[Data extracted from a collection]
##############################
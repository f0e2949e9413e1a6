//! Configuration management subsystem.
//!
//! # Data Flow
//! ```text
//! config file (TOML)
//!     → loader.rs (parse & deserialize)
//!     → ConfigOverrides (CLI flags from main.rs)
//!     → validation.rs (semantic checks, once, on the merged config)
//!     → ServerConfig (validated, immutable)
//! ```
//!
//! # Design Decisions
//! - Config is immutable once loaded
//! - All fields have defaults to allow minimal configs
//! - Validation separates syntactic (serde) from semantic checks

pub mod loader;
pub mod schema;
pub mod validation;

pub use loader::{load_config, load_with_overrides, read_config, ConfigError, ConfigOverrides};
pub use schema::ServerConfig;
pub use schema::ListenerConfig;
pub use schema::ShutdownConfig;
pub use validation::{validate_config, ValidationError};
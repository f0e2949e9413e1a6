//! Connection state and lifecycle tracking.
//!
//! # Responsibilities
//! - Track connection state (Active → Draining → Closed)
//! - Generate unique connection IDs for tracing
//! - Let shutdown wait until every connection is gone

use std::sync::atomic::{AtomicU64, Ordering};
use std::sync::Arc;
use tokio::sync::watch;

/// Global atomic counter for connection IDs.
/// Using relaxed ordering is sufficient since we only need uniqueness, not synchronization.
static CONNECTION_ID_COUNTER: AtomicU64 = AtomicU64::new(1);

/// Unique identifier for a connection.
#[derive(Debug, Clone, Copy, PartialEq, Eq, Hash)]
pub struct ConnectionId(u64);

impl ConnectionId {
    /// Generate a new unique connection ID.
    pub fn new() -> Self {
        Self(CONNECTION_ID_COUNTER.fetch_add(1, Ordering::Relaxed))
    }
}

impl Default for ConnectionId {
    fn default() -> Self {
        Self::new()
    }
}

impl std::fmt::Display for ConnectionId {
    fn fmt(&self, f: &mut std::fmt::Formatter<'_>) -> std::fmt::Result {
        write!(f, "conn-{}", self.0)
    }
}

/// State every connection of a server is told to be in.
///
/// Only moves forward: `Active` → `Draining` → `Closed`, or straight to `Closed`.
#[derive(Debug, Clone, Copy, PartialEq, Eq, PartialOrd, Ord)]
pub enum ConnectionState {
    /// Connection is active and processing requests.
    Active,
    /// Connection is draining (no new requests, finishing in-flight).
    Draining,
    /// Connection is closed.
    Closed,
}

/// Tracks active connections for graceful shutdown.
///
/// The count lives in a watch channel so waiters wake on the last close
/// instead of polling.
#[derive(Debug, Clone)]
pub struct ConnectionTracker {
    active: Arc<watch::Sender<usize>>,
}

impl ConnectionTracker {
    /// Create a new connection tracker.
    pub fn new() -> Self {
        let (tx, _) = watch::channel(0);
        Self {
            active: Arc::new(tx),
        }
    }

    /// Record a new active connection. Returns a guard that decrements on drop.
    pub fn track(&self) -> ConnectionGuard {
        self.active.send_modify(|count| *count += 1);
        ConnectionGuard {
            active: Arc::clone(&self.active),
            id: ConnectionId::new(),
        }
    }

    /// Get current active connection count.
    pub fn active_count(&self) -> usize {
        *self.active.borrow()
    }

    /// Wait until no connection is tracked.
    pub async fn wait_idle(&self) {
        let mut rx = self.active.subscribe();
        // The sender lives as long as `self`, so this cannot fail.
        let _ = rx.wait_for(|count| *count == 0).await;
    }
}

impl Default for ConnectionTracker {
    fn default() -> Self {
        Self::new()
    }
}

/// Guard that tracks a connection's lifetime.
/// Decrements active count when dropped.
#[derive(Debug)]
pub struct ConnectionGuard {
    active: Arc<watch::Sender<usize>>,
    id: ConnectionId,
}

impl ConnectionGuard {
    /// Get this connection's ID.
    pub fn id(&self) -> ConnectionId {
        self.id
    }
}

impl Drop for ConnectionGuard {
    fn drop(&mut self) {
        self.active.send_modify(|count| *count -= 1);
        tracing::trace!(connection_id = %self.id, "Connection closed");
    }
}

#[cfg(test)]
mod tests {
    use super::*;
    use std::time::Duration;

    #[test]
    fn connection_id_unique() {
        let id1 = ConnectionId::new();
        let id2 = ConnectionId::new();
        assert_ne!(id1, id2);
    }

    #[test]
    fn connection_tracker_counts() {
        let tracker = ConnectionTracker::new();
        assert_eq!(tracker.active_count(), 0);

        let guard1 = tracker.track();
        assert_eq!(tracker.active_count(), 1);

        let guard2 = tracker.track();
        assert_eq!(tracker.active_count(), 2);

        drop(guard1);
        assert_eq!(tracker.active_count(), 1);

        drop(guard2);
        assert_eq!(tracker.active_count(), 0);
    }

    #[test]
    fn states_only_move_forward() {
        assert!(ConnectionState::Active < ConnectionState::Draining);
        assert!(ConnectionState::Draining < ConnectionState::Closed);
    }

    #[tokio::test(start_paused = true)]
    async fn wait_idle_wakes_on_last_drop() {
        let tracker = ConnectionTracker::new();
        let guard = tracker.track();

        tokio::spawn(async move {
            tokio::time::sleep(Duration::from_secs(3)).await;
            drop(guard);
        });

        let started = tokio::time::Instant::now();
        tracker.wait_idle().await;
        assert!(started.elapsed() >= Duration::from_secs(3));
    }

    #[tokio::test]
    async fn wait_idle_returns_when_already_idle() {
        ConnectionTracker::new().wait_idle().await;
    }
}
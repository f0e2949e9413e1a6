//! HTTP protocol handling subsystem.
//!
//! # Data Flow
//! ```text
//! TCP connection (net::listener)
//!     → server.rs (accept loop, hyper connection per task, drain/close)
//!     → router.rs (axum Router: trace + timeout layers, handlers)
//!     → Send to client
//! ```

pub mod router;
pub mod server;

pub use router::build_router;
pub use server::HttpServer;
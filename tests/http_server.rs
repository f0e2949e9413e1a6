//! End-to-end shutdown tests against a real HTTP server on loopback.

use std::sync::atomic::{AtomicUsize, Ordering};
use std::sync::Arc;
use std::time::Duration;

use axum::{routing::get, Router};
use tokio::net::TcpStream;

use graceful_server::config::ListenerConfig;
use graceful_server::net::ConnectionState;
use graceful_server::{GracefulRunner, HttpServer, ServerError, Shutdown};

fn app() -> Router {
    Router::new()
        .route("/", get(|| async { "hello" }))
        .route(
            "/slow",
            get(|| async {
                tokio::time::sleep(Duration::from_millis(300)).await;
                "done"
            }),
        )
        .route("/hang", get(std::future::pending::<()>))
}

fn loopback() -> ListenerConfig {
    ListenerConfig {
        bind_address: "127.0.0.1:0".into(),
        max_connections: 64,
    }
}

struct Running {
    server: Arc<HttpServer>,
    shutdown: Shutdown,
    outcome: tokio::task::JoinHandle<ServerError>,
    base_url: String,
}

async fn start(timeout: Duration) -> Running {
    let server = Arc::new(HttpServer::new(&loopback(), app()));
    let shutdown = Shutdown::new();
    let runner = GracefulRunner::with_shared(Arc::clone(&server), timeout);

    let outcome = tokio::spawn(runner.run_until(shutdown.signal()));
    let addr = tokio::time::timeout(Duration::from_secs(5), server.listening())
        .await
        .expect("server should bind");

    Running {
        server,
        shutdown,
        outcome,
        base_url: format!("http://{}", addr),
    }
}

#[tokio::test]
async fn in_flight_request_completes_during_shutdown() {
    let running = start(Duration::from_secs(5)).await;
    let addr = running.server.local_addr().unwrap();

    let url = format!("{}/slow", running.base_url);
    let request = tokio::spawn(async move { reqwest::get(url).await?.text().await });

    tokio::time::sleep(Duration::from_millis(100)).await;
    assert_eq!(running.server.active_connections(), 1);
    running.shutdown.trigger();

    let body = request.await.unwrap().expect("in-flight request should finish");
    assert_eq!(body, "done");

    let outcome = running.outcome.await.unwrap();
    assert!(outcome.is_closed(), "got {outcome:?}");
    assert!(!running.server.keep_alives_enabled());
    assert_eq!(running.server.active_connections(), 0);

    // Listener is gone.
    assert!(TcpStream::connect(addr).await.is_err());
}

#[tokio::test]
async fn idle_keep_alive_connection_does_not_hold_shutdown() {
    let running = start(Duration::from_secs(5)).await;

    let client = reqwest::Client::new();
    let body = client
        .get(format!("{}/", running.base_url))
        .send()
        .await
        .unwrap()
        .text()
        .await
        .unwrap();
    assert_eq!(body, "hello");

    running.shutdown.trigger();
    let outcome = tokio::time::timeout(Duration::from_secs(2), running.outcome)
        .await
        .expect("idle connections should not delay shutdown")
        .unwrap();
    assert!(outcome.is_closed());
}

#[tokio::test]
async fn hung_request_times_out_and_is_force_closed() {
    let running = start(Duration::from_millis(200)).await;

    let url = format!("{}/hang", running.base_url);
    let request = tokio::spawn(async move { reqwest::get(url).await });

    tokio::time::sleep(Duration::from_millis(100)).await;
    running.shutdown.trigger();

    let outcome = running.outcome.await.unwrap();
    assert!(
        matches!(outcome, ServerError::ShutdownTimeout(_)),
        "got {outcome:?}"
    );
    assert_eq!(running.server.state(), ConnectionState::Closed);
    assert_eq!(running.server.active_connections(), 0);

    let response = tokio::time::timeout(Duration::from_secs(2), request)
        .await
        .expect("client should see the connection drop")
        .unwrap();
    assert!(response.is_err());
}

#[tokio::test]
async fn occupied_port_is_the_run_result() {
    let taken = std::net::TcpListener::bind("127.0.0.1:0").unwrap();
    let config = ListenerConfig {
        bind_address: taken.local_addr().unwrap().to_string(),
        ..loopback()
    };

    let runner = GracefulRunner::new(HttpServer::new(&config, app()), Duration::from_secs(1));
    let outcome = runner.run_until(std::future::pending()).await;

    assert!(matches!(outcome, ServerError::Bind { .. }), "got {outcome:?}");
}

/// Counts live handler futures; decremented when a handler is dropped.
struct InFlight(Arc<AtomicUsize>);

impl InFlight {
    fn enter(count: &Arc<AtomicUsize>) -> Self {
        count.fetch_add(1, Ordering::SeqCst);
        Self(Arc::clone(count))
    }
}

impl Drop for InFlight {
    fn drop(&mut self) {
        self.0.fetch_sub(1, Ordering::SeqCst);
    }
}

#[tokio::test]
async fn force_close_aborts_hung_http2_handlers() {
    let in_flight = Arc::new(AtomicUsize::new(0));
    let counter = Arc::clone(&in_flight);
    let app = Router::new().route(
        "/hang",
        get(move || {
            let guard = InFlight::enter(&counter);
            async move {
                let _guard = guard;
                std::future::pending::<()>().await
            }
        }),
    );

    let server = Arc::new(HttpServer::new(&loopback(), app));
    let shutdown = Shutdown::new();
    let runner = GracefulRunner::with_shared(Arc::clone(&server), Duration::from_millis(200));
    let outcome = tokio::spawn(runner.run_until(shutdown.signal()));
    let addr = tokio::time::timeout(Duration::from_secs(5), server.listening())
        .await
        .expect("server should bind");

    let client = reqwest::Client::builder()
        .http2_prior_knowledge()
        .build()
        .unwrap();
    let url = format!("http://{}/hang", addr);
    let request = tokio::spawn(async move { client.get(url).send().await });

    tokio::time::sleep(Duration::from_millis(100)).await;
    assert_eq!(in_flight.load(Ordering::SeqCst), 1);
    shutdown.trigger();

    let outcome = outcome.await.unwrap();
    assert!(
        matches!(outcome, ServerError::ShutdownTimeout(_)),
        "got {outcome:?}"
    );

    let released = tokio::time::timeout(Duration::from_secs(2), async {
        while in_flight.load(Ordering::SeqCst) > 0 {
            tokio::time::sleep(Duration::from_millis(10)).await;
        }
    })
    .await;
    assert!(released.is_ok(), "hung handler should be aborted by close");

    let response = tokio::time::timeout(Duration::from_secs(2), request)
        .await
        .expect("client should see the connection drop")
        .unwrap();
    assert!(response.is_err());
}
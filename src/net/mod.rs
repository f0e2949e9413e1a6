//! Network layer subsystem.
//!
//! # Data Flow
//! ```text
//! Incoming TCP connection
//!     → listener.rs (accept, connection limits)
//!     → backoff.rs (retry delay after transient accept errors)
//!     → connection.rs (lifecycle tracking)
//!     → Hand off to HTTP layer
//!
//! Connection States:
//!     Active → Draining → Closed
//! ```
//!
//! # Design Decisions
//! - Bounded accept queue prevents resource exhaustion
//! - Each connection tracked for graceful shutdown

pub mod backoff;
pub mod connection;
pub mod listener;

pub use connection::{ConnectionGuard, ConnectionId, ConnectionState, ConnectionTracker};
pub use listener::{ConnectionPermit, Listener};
##############################
_Task to complete_
Copy each line above where the string "AtomicUsize" occurs.

_Exercise output_
use std::sync::atomic::{AtomicUsize, Ordering};
struct InFlight(Arc<AtomicUsize>);
    fn enter(count: &Arc<AtomicUsize>) -> Self {
    let in_flight = Arc::new(AtomicUsize::new(0));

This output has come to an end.